(Items from a data source)
========================================
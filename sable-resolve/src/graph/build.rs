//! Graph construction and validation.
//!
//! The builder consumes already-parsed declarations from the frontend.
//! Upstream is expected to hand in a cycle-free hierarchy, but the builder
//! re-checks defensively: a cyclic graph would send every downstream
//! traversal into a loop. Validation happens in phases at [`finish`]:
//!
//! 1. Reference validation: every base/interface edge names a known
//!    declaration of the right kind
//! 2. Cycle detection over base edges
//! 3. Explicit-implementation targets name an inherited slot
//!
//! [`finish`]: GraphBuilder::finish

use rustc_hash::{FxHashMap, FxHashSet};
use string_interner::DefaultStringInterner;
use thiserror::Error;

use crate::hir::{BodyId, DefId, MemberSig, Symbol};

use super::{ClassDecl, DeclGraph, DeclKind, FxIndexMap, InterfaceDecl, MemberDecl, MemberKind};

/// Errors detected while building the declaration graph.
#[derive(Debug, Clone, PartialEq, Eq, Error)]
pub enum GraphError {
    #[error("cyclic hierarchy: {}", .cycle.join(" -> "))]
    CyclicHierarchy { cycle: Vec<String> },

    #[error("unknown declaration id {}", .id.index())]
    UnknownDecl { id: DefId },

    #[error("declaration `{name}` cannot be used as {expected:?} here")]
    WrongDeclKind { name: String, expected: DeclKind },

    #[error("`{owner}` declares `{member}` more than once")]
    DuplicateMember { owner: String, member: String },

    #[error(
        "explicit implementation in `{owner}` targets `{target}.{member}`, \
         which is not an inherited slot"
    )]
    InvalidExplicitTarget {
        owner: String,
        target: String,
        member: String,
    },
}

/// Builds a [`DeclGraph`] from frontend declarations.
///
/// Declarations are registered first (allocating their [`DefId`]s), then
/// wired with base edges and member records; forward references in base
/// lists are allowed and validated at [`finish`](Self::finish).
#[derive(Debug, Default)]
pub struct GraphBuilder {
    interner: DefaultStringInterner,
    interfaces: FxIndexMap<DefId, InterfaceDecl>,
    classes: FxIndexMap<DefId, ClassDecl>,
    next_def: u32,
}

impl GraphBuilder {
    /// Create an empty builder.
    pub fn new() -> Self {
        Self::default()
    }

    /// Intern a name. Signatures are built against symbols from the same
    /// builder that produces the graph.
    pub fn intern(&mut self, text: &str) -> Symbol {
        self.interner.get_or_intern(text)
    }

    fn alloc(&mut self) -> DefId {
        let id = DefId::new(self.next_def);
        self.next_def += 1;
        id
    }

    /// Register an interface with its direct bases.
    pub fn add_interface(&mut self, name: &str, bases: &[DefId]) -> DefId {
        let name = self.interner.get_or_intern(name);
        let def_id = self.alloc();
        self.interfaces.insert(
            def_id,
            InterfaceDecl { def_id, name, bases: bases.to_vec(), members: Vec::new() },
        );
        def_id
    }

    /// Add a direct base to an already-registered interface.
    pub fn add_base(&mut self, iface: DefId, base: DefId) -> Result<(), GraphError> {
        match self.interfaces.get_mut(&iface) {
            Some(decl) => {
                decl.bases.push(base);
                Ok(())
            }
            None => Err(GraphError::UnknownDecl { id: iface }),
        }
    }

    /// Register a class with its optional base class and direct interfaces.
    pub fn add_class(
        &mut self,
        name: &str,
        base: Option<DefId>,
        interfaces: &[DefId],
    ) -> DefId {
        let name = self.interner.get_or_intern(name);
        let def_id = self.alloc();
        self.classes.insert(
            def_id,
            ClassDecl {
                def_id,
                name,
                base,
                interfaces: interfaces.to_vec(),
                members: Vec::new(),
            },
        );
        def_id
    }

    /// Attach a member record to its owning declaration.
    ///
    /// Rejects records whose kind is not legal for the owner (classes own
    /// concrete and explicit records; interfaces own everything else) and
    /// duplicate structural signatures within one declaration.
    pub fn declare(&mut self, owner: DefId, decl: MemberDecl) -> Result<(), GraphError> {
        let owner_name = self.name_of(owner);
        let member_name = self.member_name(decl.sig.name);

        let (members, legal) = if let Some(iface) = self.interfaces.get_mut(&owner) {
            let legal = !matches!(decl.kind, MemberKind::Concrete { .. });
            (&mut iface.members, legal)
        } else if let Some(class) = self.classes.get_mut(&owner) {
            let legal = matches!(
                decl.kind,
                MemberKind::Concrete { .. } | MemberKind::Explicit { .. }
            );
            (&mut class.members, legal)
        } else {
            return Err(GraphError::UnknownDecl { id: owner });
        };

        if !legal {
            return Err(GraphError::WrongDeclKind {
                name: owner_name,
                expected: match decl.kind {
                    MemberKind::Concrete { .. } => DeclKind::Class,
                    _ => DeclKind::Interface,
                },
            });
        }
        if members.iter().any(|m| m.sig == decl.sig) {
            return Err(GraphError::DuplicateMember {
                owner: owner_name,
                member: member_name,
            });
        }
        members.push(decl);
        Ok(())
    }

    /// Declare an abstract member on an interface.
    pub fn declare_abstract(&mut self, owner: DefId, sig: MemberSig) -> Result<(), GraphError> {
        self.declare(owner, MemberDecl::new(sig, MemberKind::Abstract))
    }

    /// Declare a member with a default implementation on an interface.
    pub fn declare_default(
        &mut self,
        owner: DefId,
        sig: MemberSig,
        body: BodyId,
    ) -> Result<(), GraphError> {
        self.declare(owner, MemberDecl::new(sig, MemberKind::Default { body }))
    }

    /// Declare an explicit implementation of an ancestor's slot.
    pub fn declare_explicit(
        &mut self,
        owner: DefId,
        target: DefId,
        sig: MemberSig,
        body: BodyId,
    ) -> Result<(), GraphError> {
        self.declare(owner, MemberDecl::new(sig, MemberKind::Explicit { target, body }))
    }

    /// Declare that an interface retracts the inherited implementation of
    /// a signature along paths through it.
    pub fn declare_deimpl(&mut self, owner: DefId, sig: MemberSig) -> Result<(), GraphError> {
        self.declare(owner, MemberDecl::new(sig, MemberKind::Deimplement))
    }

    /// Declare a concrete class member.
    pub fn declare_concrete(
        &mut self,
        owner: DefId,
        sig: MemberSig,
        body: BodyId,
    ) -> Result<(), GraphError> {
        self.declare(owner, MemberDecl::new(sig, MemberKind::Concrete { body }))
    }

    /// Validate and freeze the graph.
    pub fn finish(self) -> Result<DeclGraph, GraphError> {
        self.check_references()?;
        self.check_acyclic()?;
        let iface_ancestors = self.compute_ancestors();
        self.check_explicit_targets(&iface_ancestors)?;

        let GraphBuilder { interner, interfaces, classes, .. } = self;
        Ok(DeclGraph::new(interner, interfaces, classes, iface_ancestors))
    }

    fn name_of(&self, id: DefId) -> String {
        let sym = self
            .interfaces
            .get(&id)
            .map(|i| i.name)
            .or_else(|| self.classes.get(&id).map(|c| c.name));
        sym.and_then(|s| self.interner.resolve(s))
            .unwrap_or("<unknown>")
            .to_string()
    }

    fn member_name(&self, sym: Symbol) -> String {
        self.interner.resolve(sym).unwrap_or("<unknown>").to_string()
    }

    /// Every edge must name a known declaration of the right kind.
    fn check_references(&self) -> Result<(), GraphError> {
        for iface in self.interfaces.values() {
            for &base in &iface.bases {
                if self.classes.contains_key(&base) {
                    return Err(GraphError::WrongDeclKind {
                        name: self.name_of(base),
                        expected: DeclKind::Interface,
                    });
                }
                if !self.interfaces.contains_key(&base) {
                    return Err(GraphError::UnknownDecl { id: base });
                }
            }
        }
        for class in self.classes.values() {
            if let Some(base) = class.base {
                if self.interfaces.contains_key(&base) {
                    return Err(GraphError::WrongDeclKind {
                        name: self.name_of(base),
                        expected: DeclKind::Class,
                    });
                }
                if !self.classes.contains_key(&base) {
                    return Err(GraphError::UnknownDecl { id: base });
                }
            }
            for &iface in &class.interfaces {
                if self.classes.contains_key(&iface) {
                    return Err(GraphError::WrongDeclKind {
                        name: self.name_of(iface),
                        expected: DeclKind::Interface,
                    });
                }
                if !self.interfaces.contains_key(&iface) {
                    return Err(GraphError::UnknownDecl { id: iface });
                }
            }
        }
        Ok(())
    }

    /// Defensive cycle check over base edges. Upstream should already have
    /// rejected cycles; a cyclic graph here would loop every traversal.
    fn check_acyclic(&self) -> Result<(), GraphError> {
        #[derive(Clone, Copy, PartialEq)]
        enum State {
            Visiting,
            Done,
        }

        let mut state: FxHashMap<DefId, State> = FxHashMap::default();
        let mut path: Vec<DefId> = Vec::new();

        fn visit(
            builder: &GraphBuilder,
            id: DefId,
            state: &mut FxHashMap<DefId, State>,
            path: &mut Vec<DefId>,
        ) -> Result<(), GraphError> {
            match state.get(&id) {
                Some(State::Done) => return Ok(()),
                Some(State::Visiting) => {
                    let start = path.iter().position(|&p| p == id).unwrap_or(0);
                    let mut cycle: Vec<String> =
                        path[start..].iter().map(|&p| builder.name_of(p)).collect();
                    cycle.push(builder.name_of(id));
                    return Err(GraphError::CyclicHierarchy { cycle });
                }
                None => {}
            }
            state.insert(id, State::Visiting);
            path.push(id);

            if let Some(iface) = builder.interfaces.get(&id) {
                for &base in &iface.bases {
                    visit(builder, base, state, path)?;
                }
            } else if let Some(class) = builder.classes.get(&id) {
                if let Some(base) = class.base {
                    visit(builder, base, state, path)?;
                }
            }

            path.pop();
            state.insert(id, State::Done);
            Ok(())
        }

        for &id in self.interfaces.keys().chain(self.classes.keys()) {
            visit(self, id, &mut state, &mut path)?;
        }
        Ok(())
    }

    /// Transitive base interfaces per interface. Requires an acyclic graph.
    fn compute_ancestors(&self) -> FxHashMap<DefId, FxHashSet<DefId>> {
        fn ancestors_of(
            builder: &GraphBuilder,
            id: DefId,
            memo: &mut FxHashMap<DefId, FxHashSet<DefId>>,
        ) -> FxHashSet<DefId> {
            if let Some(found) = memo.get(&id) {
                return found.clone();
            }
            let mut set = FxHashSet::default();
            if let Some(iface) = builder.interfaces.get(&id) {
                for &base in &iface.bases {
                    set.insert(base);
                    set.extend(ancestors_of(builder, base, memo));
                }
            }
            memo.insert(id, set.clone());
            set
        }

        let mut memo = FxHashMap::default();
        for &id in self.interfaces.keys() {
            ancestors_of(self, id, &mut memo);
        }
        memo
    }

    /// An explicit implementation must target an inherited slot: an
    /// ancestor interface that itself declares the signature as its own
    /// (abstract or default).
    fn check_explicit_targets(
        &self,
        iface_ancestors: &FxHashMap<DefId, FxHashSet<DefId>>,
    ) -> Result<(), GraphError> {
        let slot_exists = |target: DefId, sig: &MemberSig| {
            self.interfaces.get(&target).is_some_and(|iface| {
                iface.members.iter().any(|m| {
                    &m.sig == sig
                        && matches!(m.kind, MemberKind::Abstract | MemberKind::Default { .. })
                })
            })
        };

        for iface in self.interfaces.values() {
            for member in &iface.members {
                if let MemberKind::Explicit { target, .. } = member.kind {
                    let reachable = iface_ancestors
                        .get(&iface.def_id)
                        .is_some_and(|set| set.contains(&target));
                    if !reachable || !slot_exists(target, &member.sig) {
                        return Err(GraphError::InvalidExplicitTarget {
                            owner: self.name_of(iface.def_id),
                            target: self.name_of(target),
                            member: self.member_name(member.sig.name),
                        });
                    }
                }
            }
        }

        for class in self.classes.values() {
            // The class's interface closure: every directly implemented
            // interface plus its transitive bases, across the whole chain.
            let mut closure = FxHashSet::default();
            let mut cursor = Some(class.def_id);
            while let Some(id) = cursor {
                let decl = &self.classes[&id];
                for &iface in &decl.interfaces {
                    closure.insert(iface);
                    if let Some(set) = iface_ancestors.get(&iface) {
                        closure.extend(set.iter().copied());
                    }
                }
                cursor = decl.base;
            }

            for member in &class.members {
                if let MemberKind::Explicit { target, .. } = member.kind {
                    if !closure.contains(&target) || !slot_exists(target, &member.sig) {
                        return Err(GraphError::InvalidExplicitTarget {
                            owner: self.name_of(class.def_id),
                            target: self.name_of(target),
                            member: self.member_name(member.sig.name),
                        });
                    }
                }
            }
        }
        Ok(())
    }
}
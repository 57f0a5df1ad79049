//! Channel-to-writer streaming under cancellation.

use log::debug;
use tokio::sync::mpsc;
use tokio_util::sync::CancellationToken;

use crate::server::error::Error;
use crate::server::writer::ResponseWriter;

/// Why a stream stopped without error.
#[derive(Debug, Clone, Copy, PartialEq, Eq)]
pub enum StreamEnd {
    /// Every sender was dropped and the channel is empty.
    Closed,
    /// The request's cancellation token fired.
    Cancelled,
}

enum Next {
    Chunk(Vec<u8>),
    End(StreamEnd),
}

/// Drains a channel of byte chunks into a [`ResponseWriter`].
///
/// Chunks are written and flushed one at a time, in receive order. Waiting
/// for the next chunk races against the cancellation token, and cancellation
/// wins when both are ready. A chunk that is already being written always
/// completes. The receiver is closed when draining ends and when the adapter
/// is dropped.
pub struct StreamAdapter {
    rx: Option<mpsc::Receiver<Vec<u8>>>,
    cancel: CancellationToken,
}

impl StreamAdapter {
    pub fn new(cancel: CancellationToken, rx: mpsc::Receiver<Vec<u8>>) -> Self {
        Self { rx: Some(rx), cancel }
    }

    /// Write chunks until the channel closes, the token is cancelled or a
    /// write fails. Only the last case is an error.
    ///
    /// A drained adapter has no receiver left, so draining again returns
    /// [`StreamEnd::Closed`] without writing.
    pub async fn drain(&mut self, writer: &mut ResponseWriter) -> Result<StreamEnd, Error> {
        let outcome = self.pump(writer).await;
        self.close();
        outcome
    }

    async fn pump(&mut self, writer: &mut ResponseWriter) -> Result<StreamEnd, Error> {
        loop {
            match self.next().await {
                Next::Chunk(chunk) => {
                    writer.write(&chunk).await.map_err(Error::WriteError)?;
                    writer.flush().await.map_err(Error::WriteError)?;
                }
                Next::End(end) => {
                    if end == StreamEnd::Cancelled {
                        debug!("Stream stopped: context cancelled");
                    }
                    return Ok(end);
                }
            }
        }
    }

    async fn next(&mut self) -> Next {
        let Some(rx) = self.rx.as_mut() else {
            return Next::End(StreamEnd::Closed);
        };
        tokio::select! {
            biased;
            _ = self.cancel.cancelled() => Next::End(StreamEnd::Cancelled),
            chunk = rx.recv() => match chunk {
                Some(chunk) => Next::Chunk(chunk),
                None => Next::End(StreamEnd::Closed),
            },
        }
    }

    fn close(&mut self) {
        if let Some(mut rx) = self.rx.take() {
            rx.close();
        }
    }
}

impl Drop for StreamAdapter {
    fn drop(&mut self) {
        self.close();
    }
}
========================================
Directions: Take every line above that includes the string "Copy" and return it.

Response to this task:
        #[derive(Clone, Copy, PartialEq)]
#[derive(Debug, Clone, Copy, PartialEq, Eq)]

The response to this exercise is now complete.